- _DATA SHOWN_
* * *

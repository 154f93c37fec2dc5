use thiserror::Error;

#[derive(Error, Debug)]
pub enum Error {
    #[error("IO error: {0}")]
    Io(#[from] std::io::Error),

    #[error("JSON error: {0}")]
    Json(#[from] serde_json::Error),

    #[error("HTTP error: {0}")]
    Http(#[from] reqwest::Error),

    #[error("Request failed with status {status}: {body}")]
    Status {
        status: reqwest::StatusCode,
        body: String,
    },

    #[error("Insert returned no row")]
    EmptyResponse,

    #[error("Config error: {0}")]
    Config(String),
}

impl From<toml::de::Error> for Error {
    fn from(e: toml::de::Error) -> Self {
        Error::Config(e.to_string())
    }
}

pub type Result<T> = std::result::Result<T, Error>;
use tracing::{debug, error, info, warn};

use crate::backend::Backend;
use crate::models::{NewWorkout, WorkoutEntry};

/// Moves the element at `from` to `to`, shifting everything in between.
pub fn array_move<T>(items: &mut Vec<T>, from: usize, to: usize) {
    if from == to || from >= items.len() || to >= items.len() {
        return;
    }
    let item = items.remove(from);
    items.insert(to, item);
}

/// The ordered workout sequence plus the backend it is mirrored to.
pub struct WorkoutStore<B: Backend> {
    entries: Vec<WorkoutEntry>,
    backend: B,
    // Set when the last load failed; the backing store may still hold data
    // this session never saw, so it must not be overwritten.
    load_failed: bool,
}

impl<B: Backend> WorkoutStore<B> {
    pub fn new(backend: B) -> Self {
        WorkoutStore {
            entries: Vec::new(),
            backend,
            load_failed: false,
        }
    }

    pub fn entries(&self) -> &[WorkoutEntry] {
        &self.entries
    }

    pub fn load(&mut self) {
        match self.backend.fetch_all() {
            Ok(entries) => {
                info!("loaded {} workouts", entries.len());
                self.entries = entries;
                self.load_failed = false;
            }
            Err(e) => {
                error!("Error loading workouts: {}", e);
                self.entries.clear();
                self.load_failed = true;
            }
        }
    }

    pub fn add(&mut self, name: &str) {
        if name.trim().is_empty() {
            return;
        }

        match self.backend.insert(NewWorkout::now(name)) {
            Ok(entry) => {
                debug!("added workout {} ({})", entry.name, entry.id);
                self.entries.insert(0, entry);
                self.persist();
            }
            Err(e) => error!("Error adding workout: {}", e),
        }
    }

    pub fn remove(&mut self, id: &str) {
        if let Err(e) = self.backend.delete(id) {
            error!("Error deleting workout {}: {}", id, e);
            return;
        }
        let before = self.entries.len();
        self.entries.retain(|w| w.id != id);
        if self.entries.len() != before {
            debug!("removed workout {}", id);
            self.persist();
        }
    }

    pub fn reorder(&mut self, from: usize, to: usize) {
        if from == to || from >= self.entries.len() || to >= self.entries.len() {
            return;
        }
        array_move(&mut self.entries, from, to);
        debug!("moved workout from {} to {}", from, to);
        self.persist();
    }

    fn persist(&mut self) {
        if self.load_failed {
            warn!("Not saving workouts: the stored list could not be loaded");
            return;
        }
        if let Err(e) = self.backend.sync(&self.entries) {
            warn!("Error saving workouts: {}", e);
        }
    }
}

#[cfg(test)]
mod tests {
    use super::*;
    use crate::backend::{LocalBackend, RemoteBackend};
    use crate::config::RemoteConfig;
    use std::io::ErrorKind;
    use std::net::TcpListener;
    use crate::error::{Error, Result};

    /// In-memory stand-in for a remote table that can be switched to failing.
    #[derive(Default)]
    struct FakeTable {
        rows: Vec<WorkoutEntry>,
        next_id: u32,
        failing: bool,
        syncs: usize,
    }

    impl FakeTable {
        fn fail_if_asked(&self) -> Result<()> {
            if self.failing {
                return Err(Error::Config("table unavailable".to_string()));
            }
            Ok(())
        }
    }

    impl Backend for FakeTable {
        fn fetch_all(&mut self) -> Result<Vec<WorkoutEntry>> {
            self.fail_if_asked()?;
            Ok(self.rows.clone())
        }

        fn insert(&mut self, new: NewWorkout) -> Result<WorkoutEntry> {
            self.fail_if_asked()?;
            self.next_id += 1;
            let row = WorkoutEntry {
                id: self.next_id.to_string(),
                name: new.name,
                date: Some(new.date),
            };
            self.rows.push(row.clone());
            Ok(row)
        }

        fn delete(&mut self, id: &str) -> Result<()> {
            self.fail_if_asked()?;
            self.rows.retain(|w| w.id != id);
            Ok(())
        }

        fn sync(&mut self, _entries: &[WorkoutEntry]) -> Result<()> {
            self.syncs += 1;
            Ok(())
        }
    }

    fn names<B: Backend>(store: &WorkoutStore<B>) -> Vec<&str> {
        store.entries().iter().map(|w| w.name.as_str()).collect()
    }

    fn abc() -> WorkoutStore<FakeTable> {
        let mut store = WorkoutStore::new(FakeTable::default());
        store.add("C");
        store.add("B");
        store.add("A");
        store
    }

    #[test]
    fn array_move_examples() {
        let mut v = vec!['A', 'B', 'C'];
        array_move(&mut v, 0, 2);
        assert_eq!(v, vec!['B', 'C', 'A']);
        array_move(&mut v, 2, 0);
        assert_eq!(v, vec!['A', 'B', 'C']);
        array_move(&mut v, 1, 5);
        assert_eq!(v, vec!['A', 'B', 'C']);
    }

    #[test]
    fn array_move_preserves_other_relative_order() {
        for from in 0..6 {
            for to in 0..6 {
                let mut v: Vec<usize> = (0..6).collect();
                array_move(&mut v, from, to);
                assert_eq!(v[to], from);
                let rest: Vec<usize> = v.iter().copied().filter(|&x| x != from).collect();
                let expected: Vec<usize> = (0..6).filter(|&x| x != from).collect();
                assert_eq!(rest, expected);
            }
        }
    }

    #[test]
    fn add_prepends() {
        let mut store = abc();
        assert_eq!(names(&store), vec!["A", "B", "C"]);
        store.add("Deadlift");
        assert_eq!(store.entries().len(), 4);
        assert_eq!(store.entries()[0].name, "Deadlift");
        assert!(store.entries()[0].date.is_some());
    }

    #[test]
    fn blank_names_are_ignored() {
        let mut store = abc();
        store.add("");
        store.add("   \t");
        assert_eq!(names(&store), vec!["A", "B", "C"]);
    }

    #[test]
    fn remove_by_id() {
        let mut store = abc();
        let id = store.entries()[1].id.clone();
        store.remove(&id);
        assert_eq!(names(&store), vec!["A", "C"]);
        assert!(store.entries().iter().all(|w| w.id != id));

        store.remove("no-such-id");
        assert_eq!(names(&store), vec!["A", "C"]);
    }

    #[test]
    fn reorder_moves_and_persists() {
        let mut store = abc();
        let syncs = store.backend.syncs;
        store.reorder(0, 2);
        assert_eq!(names(&store), vec!["B", "C", "A"]);
        assert_eq!(store.backend.syncs, syncs + 1);

        store.reorder(1, 1);
        store.reorder(0, 9);
        assert_eq!(names(&store), vec!["B", "C", "A"]);
        assert_eq!(store.backend.syncs, syncs + 1);
    }

    #[test]
    fn failed_remote_calls_leave_memory_alone() {
        let mut store = abc();
        store.backend.failing = true;

        store.add("Squats");
        let id = store.entries()[0].id.clone();
        store.remove(&id);

        assert_eq!(names(&store), vec!["A", "B", "C"]);
        assert_eq!(store.backend.rows.len(), 3);
    }

    #[test]
    fn failed_load_leaves_empty_sequence() {
        let mut store = WorkoutStore::new(FakeTable {
            failing: true,
            ..Default::default()
        });
        store.load();
        assert!(store.entries().is_empty());
    }

    #[test]
    fn local_sequence_survives_restart() {
        let dir = tempfile::tempdir().unwrap();

        let mut store = WorkoutStore::new(LocalBackend::new(dir.path()));
        store.load();
        store.add("Run");
        store.add("Row");
        store.add("Bench");
        store.reorder(0, 2);
        let gone = store.entries()[0].id.clone();
        store.remove(&gone);
        let before = store.entries().to_vec();
        drop(store);

        let mut reopened = WorkoutStore::new(LocalBackend::new(dir.path()));
        reopened.load();
        assert_eq!(reopened.entries(), before.as_slice());
        assert_eq!(names(&reopened), vec!["Run", "Bench"]);
    }

    #[test]
    fn unreadable_local_file_is_never_overwritten() {
        let dir = tempfile::tempdir().unwrap();
        let backend = LocalBackend::new(dir.path());
        let path = backend.path().to_path_buf();
        std::fs::write(&path, r#"[{"id":"1","name":"Squats"},{"id":"#).unwrap();

        let mut store = WorkoutStore::new(backend);
        store.load();
        store.add("Bench");
        store.reorder(0, 0);

        assert_eq!(names(&store), vec!["Bench"]);
        assert_eq!(
            std::fs::read_to_string(&path).unwrap(),
            r#"[{"id":"1","name":"Squats"},{"id":"#
        );
    }

    #[test]
    fn one_odd_date_keeps_the_whole_local_log() {
        let dir = tempfile::tempdir().unwrap();
        let backend = LocalBackend::new(dir.path());
        std::fs::write(
            backend.path(),
            r#"[{"id":"1","name":"Squats","date":"2025-03-01T12:30:00.000Z"},
                {"id":"2","name":"Row","date":"2025-03-01T12:30:00"},
                {"id":"3","name":"Run","date":"someday"}]"#,
        )
        .unwrap();

        let mut store = WorkoutStore::new(backend);
        store.load();
        store.add("Bench");
        assert_eq!(names(&store), vec!["Bench", "Squats", "Row", "Run"]);

        let mut reopened = WorkoutStore::new(LocalBackend::new(dir.path()));
        reopened.load();
        assert_eq!(names(&reopened), vec!["Bench", "Squats", "Row", "Run"]);
        assert!(reopened.entries()[2].date.is_some());
        assert_eq!(reopened.entries()[3].date, None);
    }

    #[test]
    fn remote_reorder_stays_in_memory() {
        let listener = TcpListener::bind("127.0.0.1:0").unwrap();
        listener.set_nonblocking(true).unwrap();
        let url = format!("http://{}", listener.local_addr().unwrap());

        let mut store = WorkoutStore::new(RemoteBackend::new(&RemoteConfig {
            url,
            anon_key: "anon".to_string(),
            table: "workouts".to_string(),
        }));
        store.entries = ["A", "B", "C"]
            .iter()
            .map(|name| WorkoutEntry {
                id: name.to_lowercase(),
                name: name.to_string(),
                date: None,
            })
            .collect();

        store.reorder(0, 2);
        assert_eq!(names(&store), vec!["B", "C", "A"]);
        assert!(store.backend.sync(store.entries.as_slice()).is_ok());

        let err = listener.accept().unwrap_err();
        assert_eq!(err.kind(), ErrorKind::WouldBlock);
    }
}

* * *

- _ACTIVITY_
Pull out all lines from the entries above in which the word "toml" appears.

- _REPLY TO THE TASK_
impl From<toml::de::Error> for Error {
    fn from(e: toml::de::Error) -> Self {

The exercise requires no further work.